PROBLEM REQUIREMENTS »
Your task is to copy the stretch of lines in the records below that begins with the line containing "if let Some(base)" and ends with the line containing "to read object", exactly as written, with nothing added.

SUPPLIED MATERIAL »
Content starts

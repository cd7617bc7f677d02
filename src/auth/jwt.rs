use anyhow::Result;
use chrono::{Duration, Utc};
use jsonwebtoken::{decode, encode, DecodingKey, EncodingKey, Header, Validation};
use serde::{Deserialize, Serialize};
use uuid::Uuid;

use crate::config::AppConfig;

/// Signs and verifies the bearer tokens that identify anonymous browser sessions.
#[derive(Clone)]
pub struct SessionTokens {
    encoding: EncodingKey,
    decoding: DecodingKey,
    issuer: String,
    audience: String,
    expiry: Duration,
}

pub struct IssuedSession {
    pub user_id: Uuid,
    pub token: String,
    pub expires_in: i64,
}

impl SessionTokens {
    pub fn from_config(config: &AppConfig) -> Self {
        Self {
            encoding: EncodingKey::from_secret(config.session_secret.as_bytes()),
            decoding: DecodingKey::from_secret(config.session_secret.as_bytes()),
            issuer: config.session_issuer.clone(),
            audience: config.session_audience.clone(),
            expiry: Duration::minutes(config.session_expiry_minutes),
        }
    }

    pub fn issue_anonymous(&self) -> Result<IssuedSession> {
        let user_id = Uuid::new_v4();
        let token = self.generate_token(user_id)?;
        Ok(IssuedSession {
            user_id,
            token,
            expires_in: self.expiry.num_seconds(),
        })
    }

    pub fn generate_token(&self, user_id: Uuid) -> Result<String> {
        let now = Utc::now();
        let exp = now + self.expiry;
        let claims = SessionClaims {
            sub: user_id,
            kind: ANONYMOUS_KIND.to_string(),
            iss: self.issuer.clone(),
            aud: self.audience.clone(),
            iat: now.timestamp() as usize,
            exp: exp.timestamp() as usize,
        };

        Ok(encode(&Header::default(), &claims, &self.encoding)?)
    }

    pub fn verify_token(&self, token: &str) -> Result<SessionClaims> {
        let mut validation = Validation::default();
        validation.set_audience(&[self.audience.clone()]);
        validation.set_issuer(&[self.issuer.clone()]);
        let data = decode::<SessionClaims>(token, &self.decoding, &validation)?;
        anyhow::ensure!(data.claims.kind == ANONYMOUS_KIND, "unexpected session kind");
        Ok(data.claims)
    }
}

const ANONYMOUS_KIND: &str = "anonymous";

#[derive(Debug, Clone, Serialize, Deserialize)]
pub struct SessionClaims {
    pub sub: Uuid,
    pub kind: String,
    pub iss: String,
    pub aud: String,
    pub iat: usize,
    pub exp: usize,
}
use std::time::Duration;

use anyhow::{Context, Result};
use async_trait::async_trait;
use aws_sdk_s3::presigning::PresigningConfig;
use aws_sdk_s3::primitives::ByteStream;
use aws_sdk_s3::Client as S3Client;

/// Presigned URLs handed to the stylization function cannot outlive SigV4's limit.
pub const MAX_PRESIGN_EXPIRY: Duration = Duration::from_secs(7 * 24 * 60 * 60);

#[derive(Debug, Clone)]
pub struct StoredObject {
    pub bytes: Vec<u8>,
    pub content_type: Option<String>,
}

#[async_trait]
pub trait ObjectStorage: Send + Sync + 'static {
    async fn put_object(&self, key: &str, bytes: Vec<u8>, content_type: Option<String>)
        -> Result<()>;

    async fn presign_get_object(&self, key: &str, expires_in: Duration) -> Result<String>;

    async fn get_object(&self, key: &str) -> Result<StoredObject>;

    async fn delete_object(&self, key: &str) -> Result<()>;
}

pub fn upload_key(file_id: &str) -> String {
    format!("uploads/{file_id}")
}

/// Resolves a stored upload to a URL an out-of-process worker can fetch.
///
/// A configured public base (CDN or public bucket) wins; otherwise the object is
/// presigned for the longest window the store allows.
pub async fn fetchable_url(
    storage: &dyn ObjectStorage,
    public_base_url: Option<&str>,
    key: &str,
) -> Result<String> {
    if let Some(base) = public_base_url {
        return Ok(format!("{}/{}", base.trim_end_matches('/'), key));
    }
    storage.presign_get_object(key, MAX_PRESIGN_EXPIRY).await
}

pub struct S3Storage {
    client: S3Client,
    bucket: String,
}

impl S3Storage {
    pub fn new(client: S3Client, bucket: impl Into<String>) -> Self {
        Self {
            client,
            bucket: bucket.into(),
        }
    }
}

#[async_trait]
impl ObjectStorage for S3Storage {
    async fn put_object(
        &self,
        key: &str,
        bytes: Vec<u8>,
        content_type: Option<String>,
    ) -> Result<()> {
        let mut request = self
            .client
            .put_object()
            .bucket(&self.bucket)
            .key(key)
            .body(ByteStream::from(bytes));

        if let Some(content_type) = content_type {
            request = request.content_type(content_type);
        }

        request
            .send()
            .await
            .context("failed to upload object to S3")?;

        Ok(())
    }

    async fn presign_get_object(&self, key: &str, expires_in: Duration) -> Result<String> {
        let presign_config = PresigningConfig::builder()
            .expires_in(expires_in.min(MAX_PRESIGN_EXPIRY))
            .build()
            .context("failed to build S3 presigning config")?;

        let presigned = self
            .client
            .get_object()
            .bucket(&self.bucket)
            .key(key)
            .presigned(presign_config)
            .await
            .context("failed to generate presigned download URL")?;

        Ok(presigned.uri().to_string())
    }

    async fn get_object(&self, key: &str) -> Result<StoredObject> {
        let response = self
            .client
            .get_object()
            .bucket(&self.bucket)
            .key(key)
            .send()
            .await
            .context("failed to download object from S3")?;

        let content_type = response.content_type().map(str::to_string);
        let bytes = response
            .body
            .collect()
            .await
            .context("failed to read object stream")?
            .into_bytes()
            .to_vec();

        Ok(StoredObject {
            bytes,
            content_type,
        })
    }

    async fn delete_object(&self, key: &str) -> Result<()> {
        self.client
            .delete_object()
            .bucket(&self.bucket)
            .key(key)
            .send()
            .await
            .context("failed to delete object from S3")?;
        Ok(())
    }
}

Content ends

RESPONSE TO THIS TASK »
    if let Some(base) = public_base_url {
        return Ok(format!("{}/{}", base.trim_end_matches('/'), key));
    }
    storage.presign_get_object(key, MAX_PRESIGN_EXPIRY).await
}

pub struct S3Storage {
    client: S3Client,
    bucket: String,
}

impl S3Storage {
    pub fn new(client: S3Client, bucket: impl Into<String>) -> Self {
        Self {
            client,
            bucket: bucket.into(),
        }
    }
}

#[async_trait]
impl ObjectStorage for S3Storage {
    async fn put_object(
        &self,
        key: &str,
        bytes: Vec<u8>,
        content_type: Option<String>,
    ) -> Result<()> {
        let mut request = self
            .client
            .put_object()
            .bucket(&self.bucket)
            .key(key)
            .body(ByteStream::from(bytes));

        if let Some(content_type) = content_type {
            request = request.content_type(content_type);
        }

        request
            .send()
            .await
            .context("failed to upload object to S3")?;

        Ok(())
    }

    async fn presign_get_object(&self, key: &str, expires_in: Duration) -> Result<String> {
        let presign_config = PresigningConfig::builder()
            .expires_in(expires_in.min(MAX_PRESIGN_EXPIRY))
            .build()
            .context("failed to build S3 presigning config")?;

        let presigned = self
            .client
            .get_object()
            .bucket(&self.bucket)
            .key(key)
            .presigned(presign_config)
            .await
            .context("failed to generate presigned download URL")?;

        Ok(presigned.uri().to_string())
    }

    async fn get_object(&self, key: &str) -> Result<StoredObject> {
        let response = self
            .client
            .get_object()
            .bucket(&self.bucket)
            .key(key)
            .send()
            .await
            .context("failed to download object from S3")?;

        let content_type = response.content_type().map(str::to_string);
        let bytes = response
            .body
            .collect()
            .await
            .context("failed to read object stream")?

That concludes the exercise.